So Office Depot refused to print a flier outlining some public facts about Planned Parenthood, in particular its funding. The flier also contained a prayer for the conversion of Planned Parenthood, along with a call for prayer and fasting.

That’s not exactly bomb-throwing stuff. In fact, it’s standard political activism in the US of A. It is also a clear exercise of a particular citizen’s freedom of speech regarding public issues.

So what’s the big deal?

You got me. I oppose Planned Parenthood, but people post comments favoring Big Pink on Public Catholic, which is my blog at Patheos, all the time. I limit the comments when I get dozens of them, saying the same thing, or when they get personal, use foul language, etc. But opinions are kind of like toes: Everybody’s got several.

A Chicago Office Depot decided not to print this particular flier. According to the Chicago Tribune, Office Depot’s position is that they did it, and they stand by the action. Their official comment is that company policy prohibits “the copying of any type of material that advocates any form of racial or religious discrimination or the persecution of certain groups of people. It prohibits copying any type of copyrighted material. The flier contained material that advocates the persecution of people who support abortion rights.”

In truth, the flier does not say one word about people who support abortion rights. It also does not contain a call to persecute anyone. What it does is outline tax-payer monies received by Planned Parenthood, figures that were taken from Planned Parenthood’s own annual report. It calls for conversion of Planned Parenthood, not persecution. It does not mention any group of individuals except this one corporate entity. Go here to see for yourself.

Office Depot’s refusal sounds a lot like the knee-jerk reaction of someone who is riddled with post-abortive rage to me. I don’t think this stupid action was either philosophical or political. I think it was personal. What makes it something we have to notice is that the company backed it.
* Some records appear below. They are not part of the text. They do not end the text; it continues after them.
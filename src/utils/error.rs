//! Error types for the flashnews core
//!
//! This module defines the domain error types used by the pool, the stores,
//! and the external news fetcher.

use thiserror::Error;

/// Errors raised when the resource pool cannot hand out a handle
#[derive(Error, Debug)]
pub enum PoolError {
    /// Creating a new handle to the backing store failed
    #[error("Failed to open backing store handle: {0}")]
    Connect(String),

    /// The pool configuration cannot produce any handle
    #[error("Invalid pool configuration: {0}")]
    InvalidConfig(String),
}

/// Errors raised by article, category, and region stores
#[derive(Error, Debug)]
pub enum StoreError {
    /// No handle could be obtained from the pool
    #[error("Backing store unavailable: {0}")]
    Unavailable(#[from] PoolError),

    /// A query against the backing store failed
    #[error("Query failed: {0}")]
    Query(#[from] rusqlite::Error),

    /// A record with the same natural key (article URL, category name,
    /// region code) is already stored
    #[error("Record already stored: {0}")]
    Duplicate(String),

    /// A stored row could not be mapped to a record
    #[error("Invalid record: {0}")]
    InvalidRecord(String),
}

impl StoreError {
    /// Whether this error means no handle could be produced at all
    pub fn is_unavailable(&self) -> bool {
        matches!(self, Self::Unavailable(_))
    }
}

/// Errors that can occur while fetching from the external news provider
#[derive(Error, Debug)]
pub enum FetchError {
    /// HTTP request error
    #[error("HTTP request failed: {0}")]
    Http(#[from] reqwest::Error),

    /// Provider answered with a non-success status
    #[error("Provider returned status {0}")]
    Status(u16),

    /// Request timeout
    #[error("Request timeout")]
    Timeout,

    /// Response body could not be decoded
    #[error("Decoding error: {0}")]
    Decode(String),

    /// Invalid provider URL
    #[error("Invalid URL: {0}")]
    InvalidUrl(String),
}

/// Errors raised while validating or mapping a fetched item
#[derive(Error, Debug, Clone, PartialEq, Eq)]
pub enum ParseError {
    /// Title missing or blank
    #[error("Title not found in article")]
    TitleNotFound,

    /// Title is not longer than the minimum length
    #[error("Title too short: {0:?}")]
    TitleTooShort(String),

    /// URL missing or blank
    #[error("URL not found in article")]
    UrlNotFound,

    /// URL does not use an HTTP scheme
    #[error("Invalid URL: {0}")]
    InvalidUrl(String),

    /// Published timestamp could not be parsed
    #[error("Invalid timestamp: {0}")]
    InvalidTimestamp(String),
}
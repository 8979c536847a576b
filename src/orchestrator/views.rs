//! Fire-and-forget view counting
//!
//! A fixed set of workers drains a bounded channel of article ids. Dispatch
//! never waits: a full queue drops the increment.

use std::sync::{Arc, Mutex, PoisonError};

use tokio::sync::mpsc::{self, error::TrySendError};
use tokio::task::JoinHandle;

use crate::metrics;
use crate::models::ArticleId;
use crate::storage::SharedArticleStore;

/// Background view-count incrementer
pub struct ViewCounter {
    sender: Mutex<Option<mpsc::Sender<ArticleId>>>,
    workers: Mutex<Vec<JoinHandle<()>>>,
}

impl ViewCounter {
    /// Spawn `workers` tasks sharing a queue of `capacity` pending ids.
    ///
    /// Must be called from within a tokio runtime.
    pub fn spawn(store: SharedArticleStore, workers: usize, capacity: usize) -> Self {
        let (tx, rx) = mpsc::channel::<ArticleId>(capacity.max(1));
        let rx = Arc::new(tokio::sync::Mutex::new(rx));
        let mut handles = Vec::with_capacity(workers);

        for worker_id in 0..workers.max(1) {
            let rx = Arc::clone(&rx);
            let store = Arc::clone(&store);

            handles.push(tokio::spawn(async move {
                loop {
                    let id = {
                        let mut rx = rx.lock().await;
                        rx.recv().await
                    };

                    let Some(id) = id else {
                        break; // Channel closed
                    };

                    match store.increment_view_count(id).await {
                        Ok(true) => metrics::record_view("applied"),
                        Ok(false) => {
                            tracing::debug!(worker_id, id, "View count target no longer exists");
                        }
                        Err(e) => {
                            metrics::record_view("failed");
                            tracing::warn!(worker_id, id, error = %e, "Failed to increment view count");
                        }
                    }
                }

                tracing::debug!(worker_id, "View counter worker shutting down");
            }));
        }

        Self {
            sender: Mutex::new(Some(tx)),
            workers: Mutex::new(handles),
        }
    }

    /// Queue one increment without waiting. Returns whether it was queued.
    pub fn dispatch(&self, id: ArticleId) -> bool {
        let sender = self.sender.lock().unwrap_or_else(PoisonError::into_inner);
        let Some(tx) = sender.as_ref() else {
            tracing::debug!(id, "View counter stopped, increment ignored");
            return false;
        };

        match tx.try_send(id) {
            Ok(()) => {
                metrics::record_view("dispatched");
                true
            }
            Err(TrySendError::Full(_)) => {
                metrics::record_view("dropped");
                tracing::warn!(id, "View count queue full, increment dropped");
                false
            }
            Err(TrySendError::Closed(_)) => {
                tracing::debug!(id, "View count queue closed, increment ignored");
                false
            }
        }
    }

    /// Close the queue and wait for the workers to apply what is pending
    pub async fn shutdown(&self) {
        let sender = self
            .sender
            .lock()
            .unwrap_or_else(PoisonError::into_inner)
            .take();
        drop(sender);

        let handles: Vec<_> = std::mem::take(
            &mut *self.workers.lock().unwrap_or_else(PoisonError::into_inner),
        );
        for result in futures::future::join_all(handles).await {
            if let Err(e) = result {
                tracing::warn!(error = %e, "View counter worker panicked");
            }
        }
    }
}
Now the lady who wanted it printed is all in a kerfuffle and talking lawsuit because, she says, her First Amendment right to Freedom of Speech was violated, along with her First Amendment right to Religious Liberty.

I know I’m going to get a lot of raspberries from my pro life fellows, but the lady is wrong. This was not a violation of her First Amendment rights.

It was rude, and it is certainly a reason for pro life people to take their business somewhere besides Office Depot. In fact, I’m sitting on a chair that I bought at Office Depot. Ditto for the desk in front of me. I have some color-coded files I bought from Office Depot just to my right on this same desk. But the truth of the matter is, Office Depot ain’t the only place I can buy these things; not by a long shot. I’ve been planning to buy bookshelves for my music room, and Office Depot has lost that sale. It’s good-bye Office Depot; Mathis Brothers, here I come.

But, I’m not about to get all worked up and claim that the jerks at the Chicago Office Depot in question violated anybody’s Constitutional rights. The Constitutional right to free speech means that the government cannot tell you what to say. It does not give anyone the right to force their speech on other people.

As a ‘for instance,’ I can, and do, delete filthy-mouthed comments from Public Catholic. If I’m walking down the street, and someone gets in my face and starts yelling at me, I can tell them to go away, and if they won’t go away, I can call the cops. If I run a copying business and someone comes into my shop with a flier calling for the imprisonment of, say, all homosexuals, you better believe I would tell them to take their garbage on down the road. Office Depot is free to refuse the business of people it disagrees with all day long if it wants, and that includes religious people and pro life people.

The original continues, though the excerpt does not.